Many visualizations involve joining data from multiple sources and/or reshaping data from “wide” to “long” format. This exercise will give you practice with both of these tasks.
Getting Started
Create a folder and a Quarto file, as usual. You can use ex06-pivot-join.qmd. The usual setup code can be found in thou course notes.
Download the data from https://www.gapminder.org/data/ in either CSV or Excel format. Upload to RStudio and use either pd.read_csv or pd.read_excel to load it.
Step by step instructions, so we all get the same data:
Under “Choose individual indicators”, search for “GDP”. Click the one marked “Income”, it should say “GDP per capita (price and inflation adjusted, in PPP$2017)” when you click on it.
At the top of the table, click Download As: CSV or XLSX. I got a file named lex.xlsx
Click the header (“GDP per capita”) and select instead “Life Expectancy, at birth”. Download that as well. I got a file named gdp_pcap.xlsx
Notice that the data is in “wide” format, with each year as a column. To join and plot this data, we’ll need it in “long” format, with each year as a row:
country
year
gdp_pcap
0
Afghanistan
1800
583
1
Angola
1800
452
2
Albania
1800
569
3
Andorra
1800
1660
4
UAE
1800
1390
We’ll use pd.melt to get it in this format. We’ll need to tell it which columns form the primary key, specified by the id_vars argument. The other columns will be “melted” into a single column, specified by the var_name argument. The values for those columns will be put in a column specified by the value_name argument.

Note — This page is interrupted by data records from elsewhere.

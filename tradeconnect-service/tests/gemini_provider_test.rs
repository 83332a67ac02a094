//! Gemini client tests against a local mock of the REST API.

use secrecy::Secret;
use serde_json::{json, Value};
use tradeconnect_service::services::providers::gemini::{GeminiConfig, GeminiTextProvider};
use tradeconnect_service::services::providers::{ProviderError, TextProvider};
use tradeconnect_service::services::EXPORT_ADVISOR_PERSONA;
use wiremock::matchers::{header, method, path};
use wiremock::{Mock, MockServer, ResponseTemplate};

const GENERATE_PATH: &str = "/models/gemini-2.0-flash:generateContent";

fn provider_for(server: &MockServer) -> GeminiTextProvider {
    GeminiTextProvider::new(GeminiConfig {
        api_key: Secret::new("test-key".to_string()),
        model: "gemini-2.0-flash".to_string(),
        system_instruction: EXPORT_ADVISOR_PERSONA.to_string(),
        base_url: server.uri(),
    })
    .expect("Failed to create provider")
}

#[tokio::test]
async fn sends_persona_and_single_user_turn() {
    let server = MockServer::start().await;
    Mock::given(method("POST"))
        .and(path(GENERATE_PATH))
        .and(header("x-goog-api-key", "test-key"))
        .respond_with(ResponseTemplate::new(200).set_body_json(json!({
            "candidates": [{
                "content": {"role": "model", "parts": [{"text": "Register with customs first."}]},
                "finishReason": "STOP"
            }],
            "usageMetadata": {"promptTokenCount": 40, "candidatesTokenCount": 6}
        })))
        .expect(1)
        .mount(&server)
        .await;

    let response = provider_for(&server)
        .generate("How do I export coffee to the EU?")
        .await
        .unwrap();

    assert_eq!(response.text.as_deref(), Some("Register with customs first."));
    assert_eq!(response.input_tokens, 40);

    let requests = server.received_requests().await.unwrap();
    assert_eq!(requests.len(), 1);
    assert!(!requests[0].url.as_str().contains("test-key"));

    let sent: Value = serde_json::from_slice(&requests[0].body).unwrap();
    assert_eq!(
        sent["systemInstruction"]["parts"][0]["text"],
        EXPORT_ADVISOR_PERSONA
    );
    assert_eq!(
        sent["contents"],
        json!([{"role": "user", "parts": [{"text": "How do I export coffee to the EU?"}]}])
    );
}

#[tokio::test]
async fn rate_limit_is_reported() {
    let server = MockServer::start().await;
    Mock::given(method("POST"))
        .and(path(GENERATE_PATH))
        .respond_with(ResponseTemplate::new(429))
        .expect(1)
        .mount(&server)
        .await;

    let result = provider_for(&server).generate("Hi").await;
    assert!(matches!(result, Err(ProviderError::RateLimited)));
}

#[tokio::test]
async fn api_error_carries_status_and_message_once() {
    let server = MockServer::start().await;
    Mock::given(method("POST"))
        .and(path(GENERATE_PATH))
        .respond_with(ResponseTemplate::new(400).set_body_json(json!({
            "error": {"code": 400, "message": "API key not valid.", "status": "INVALID_ARGUMENT"}
        })))
        .expect(1)
        .mount(&server)
        .await;

    let err = provider_for(&server).generate("Hi").await.unwrap_err();
    assert_eq!(
        err.to_string(),
        "API error: Gemini API error 400 Bad Request: API key not valid."
    );
}

#[tokio::test]
async fn malformed_body_is_invalid_response() {
    let server = MockServer::start().await;
    Mock::given(method("POST"))
        .and(path(GENERATE_PATH))
        .respond_with(ResponseTemplate::new(200).set_body_string("<html>oops</html>"))
        .mount(&server)
        .await;

    let result = provider_for(&server).generate("Hi").await;
    assert!(matches!(result, Err(ProviderError::InvalidResponse(_))));
}

#[tokio::test]
async fn unreachable_api_is_network_error() {
    let listener = std::net::TcpListener::bind("127.0.0.1:0").unwrap();
    let addr = listener.local_addr().unwrap();
    drop(listener);

    let provider = GeminiTextProvider::new(GeminiConfig {
        api_key: Secret::new("test-key".to_string()),
        model: "gemini-2.0-flash".to_string(),
        system_instruction: EXPORT_ADVISOR_PERSONA.to_string(),
        base_url: format!("http://{}", addr),
    })
    .unwrap();

    let result = provider.generate("Hi").await;
    assert!(matches!(result, Err(ProviderError::Network(_))));
}
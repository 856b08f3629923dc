//! Output format value object

use serde::{Deserialize, Serialize};

/// How reports are rendered on stdout
#[derive(Debug, Clone, Copy, PartialEq, Eq, Serialize, Deserialize, Default)]
#[serde(rename_all = "lowercase")]
pub enum OutputFormat {
    /// Human-readable tables (default)
    #[default]
    Text,
    /// One pretty-printed JSON document
    Json,
}

impl OutputFormat {
    pub fn as_str(&self) -> &'static str {
        match self {
            OutputFormat::Text => "text",
            OutputFormat::Json => "json",
        }
    }
}

impl std::str::FromStr for OutputFormat {
    type Err = String;

    fn from_str(s: &str) -> Result<Self, Self::Err> {
        match s.to_lowercase().as_str() {
            "text" | "table" => Ok(OutputFormat::Text),
            "json" => Ok(OutputFormat::Json),
            _ => Err(format!("Invalid output format: {}. Valid options: text, json", s)),
        }
    }
}
//! Analysis facade
//!
//! [`AnalysisEngine`] owns one comparator and one alignment strategy and
//! exposes every metric through them, so a run applies a single matching
//! policy throughout. All methods are pure reads over immutable sets.

use super::agreement::{AgreementMatrix, PairwiseAgreement};
use super::consensus::{ConsensusCalculator, ConsensusResult};
use super::insights::{InsightsParams, InsightsSummarizer, SurveyInsights};
use super::stability::{StabilityEvaluator, StabilityReport};
use crate::answer::{AnswerComparator, ComparatorKind, ContainmentComparator, MultiSelectPolicy};
use crate::campaign::CampaignResult;
use crate::core::error::DomainError;
use crate::core::question::QuestionCatalog;
use crate::response::{AlignmentKind, AlignmentStrategy, PositionalAlignment, ResponseSet};

pub struct AnalysisEngine {
    comparator: Box<dyn AnswerComparator>,
    alignment: Box<dyn AlignmentStrategy>,
}

impl Default for AnalysisEngine {
    fn default() -> Self {
        Self::new(
            Box::new(ContainmentComparator::default()),
            Box::new(PositionalAlignment),
        )
    }
}

impl AnalysisEngine {
    pub fn new(comparator: Box<dyn AnswerComparator>, alignment: Box<dyn AlignmentStrategy>) -> Self {
        Self {
            comparator,
            alignment,
        }
    }

    pub fn from_kinds(
        comparator: ComparatorKind,
        multi_select: MultiSelectPolicy,
        alignment: AlignmentKind,
    ) -> Self {
        Self::new(comparator.build(multi_select), alignment.build())
    }

    pub fn comparator(&self) -> &dyn AnswerComparator {
        self.comparator.as_ref()
    }

    pub fn alignment(&self) -> &dyn AlignmentStrategy {
        self.alignment.as_ref()
    }

    pub fn matrix(&self) -> AgreementMatrix<'_> {
        AgreementMatrix::new(self.comparator.as_ref(), self.alignment.as_ref())
    }

    /// Combined consensus for one question across `sets`
    pub fn consensus(&self, sets: &[ResponseSet], question_number: u32) -> ConsensusResult {
        ConsensusCalculator.for_sets(sets, question_number)
    }

    pub fn pairwise_agreement(
        &self,
        a: &ResponseSet,
        b: &ResponseSet,
        catalog: &QuestionCatalog,
    ) -> PairwiseAgreement {
        self.matrix().pairwise_agreement(a, b, catalog)
    }

    /// Consistency of one set over the catalog questions it answers
    pub fn internal_consistency(&self, set: &ResponseSet, catalog: &QuestionCatalog) -> u8 {
        let present = set.question_numbers();
        let questions: Vec<u32> = catalog.numbers().filter(|q| present.contains(q)).collect();
        self.matrix().consistency(set, &questions)
    }

    pub fn diversity_index(&self, sets: &[ResponseSet], catalog: &QuestionCatalog) -> Option<u8> {
        self.matrix().diversity_index(sets, catalog)
    }

    pub fn stability_report(&self, catalog: &QuestionCatalog, campaign: &CampaignResult) -> StabilityReport {
        StabilityEvaluator::new(self.comparator.as_ref(), self.alignment.as_ref())
            .evaluate_campaign(catalog, campaign)
    }

    /// Stability over rerun sets that did not come from a tracked campaign
    pub fn stability_of(&self, catalog: &QuestionCatalog, reruns: &[ResponseSet]) -> StabilityReport {
        StabilityEvaluator::new(self.comparator.as_ref(), self.alignment.as_ref()).evaluate(catalog, reruns)
    }

    pub fn survey_insights(
        &self,
        sets: &[ResponseSet],
        catalog: &QuestionCatalog,
        params: &InsightsParams,
    ) -> Result<SurveyInsights, DomainError> {
        InsightsSummarizer::new(self.matrix()).summarize(sets, catalog, params)
    }
}

impl std::fmt::Debug for AnalysisEngine {
    fn fmt(&self, f: &mut std::fmt::Formatter<'_>) -> std::fmt::Result {
        f.debug_struct("AnalysisEngine")
            .field("comparator", &self.comparator.name())
            .field("alignment", &self.alignment.name())
            .finish()
    }
}

#[cfg(test)]
mod tests {
    use super::*;
    use crate::answer::RawAnswer;
    use crate::campaign::{CampaignStatus, RunId};
    use crate::core::question::{Question, QuestionType};
    use crate::core::source::Source;
    use crate::response::{AnswerEntry, RespondentRecord};

    fn catalog() -> QuestionCatalog {
        QuestionCatalog::new(vec![
            Question::new(1, "Do you drink coffee?", QuestionType::SingleSelect),
            Question::new(2, "Why?", QuestionType::FreeText),
        ])
        .unwrap()
    }

    fn set(source: Source, q1: &[&str]) -> ResponseSet {
        ResponseSet::new(
            source,
            q1.iter()
                .enumerate()
                .map(|(i, a)| {
                    RespondentRecord::new(
                        i,
                        vec![
                            AnswerEntry::new(1, RawAnswer::text(*a)),
                            AnswerEntry::new(2, RawAnswer::text(format!("reason {}", i))),
                        ],
                    )
                })
                .collect(),
        )
    }

    #[test]
    fn test_default_engine_is_lenient() {
        let engine = AnalysisEngine::default();
        let a = set(Source::model("a"), &["Yes", "No"]);
        let b = set(Source::model("b"), &["yes please", "no thanks"]);
        let report = engine.pairwise_agreement(&a, &b, &catalog());
        assert_eq!(report.per_question[0].agreement, 100);
        assert_eq!(format!("{:?}", engine), "AnalysisEngine { comparator: \"containment\", alignment: \"positional\" }");
    }

    #[test]
    fn test_strict_engine_applies_everywhere() {
        let engine = AnalysisEngine::from_kinds(
            ComparatorKind::Strict,
            MultiSelectPolicy::Exact,
            AlignmentKind::Positional,
        );
        let a = set(Source::model("a"), &["Yes", "No"]);
        let b = set(Source::model("b"), &["yes please", "no thanks"]);
        let report = engine.pairwise_agreement(&a, &b, &catalog());
        assert_eq!(report.per_question[0].agreement, 0);
        assert_eq!(engine.diversity_index(&[a, b], &catalog()), Some(100));
    }

    #[test]
    fn test_consensus_across_sets() {
        let engine = AnalysisEngine::default();
        let sets = vec![
            set(Source::model("a"), &["Yes", "yes"]),
            set(Source::model("b"), &["no", " YES "]),
        ];
        let result = engine.consensus(&sets, 1);
        assert_eq!(result.dominant_answer, "Yes");
        assert_eq!(result.confidence, 75);
        assert_eq!(result.total, 4);
    }

    #[test]
    fn test_stability_report_from_campaign() {
        let engine = AnalysisEngine::default();
        let campaign = CampaignResult {
            run_id: RunId::new(),
            status: CampaignStatus::Completed,
            rerun_count: 2,
            reruns: vec![
                set(Source::rerun(1), &["yes", "no"]),
                set(Source::rerun(2), &["yes", "yes"]),
            ],
            excluded_personas: Vec::new(),
        };
        let report = engine.stability_report(&catalog(), &campaign);
        assert_eq!(report.overall, Some(50));
        assert!(report.question(2).unwrap().is_not_applicable());
        assert_eq!(report.flagged_count, 1);
        assert_eq!(report.flagged[0].respondent_index, 1);
    }

    #[test]
    fn test_internal_consistency_uses_present_questions() {
        let engine = AnalysisEngine::default();
        let s = set(Source::model("a"), &["yes", "yes"]);
        // q1 agrees, q2 "reason 0" vs "reason 1" does not
        assert_eq!(engine.internal_consistency(&s, &catalog()), 50);
    }
}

It has a lot of columns; we only want four_regions. Rename it to region. You might also want to rename the name column so it has the same name as the corresponding column in the gapminder dataframe. Then select the columns we want. Then join it with the gapminder data.
To rename, use data_frame.rename(columns={"old_name": "new_name"}). To select columns, use df[["col1", "col2"]]. Remember that both of these return a new dataframe, so you can chain the operations together, then assign the final result to a variable (I used gapminder_with_regions).
Plotting
Now you can make the plot. By now you should be able to do this without further guidance.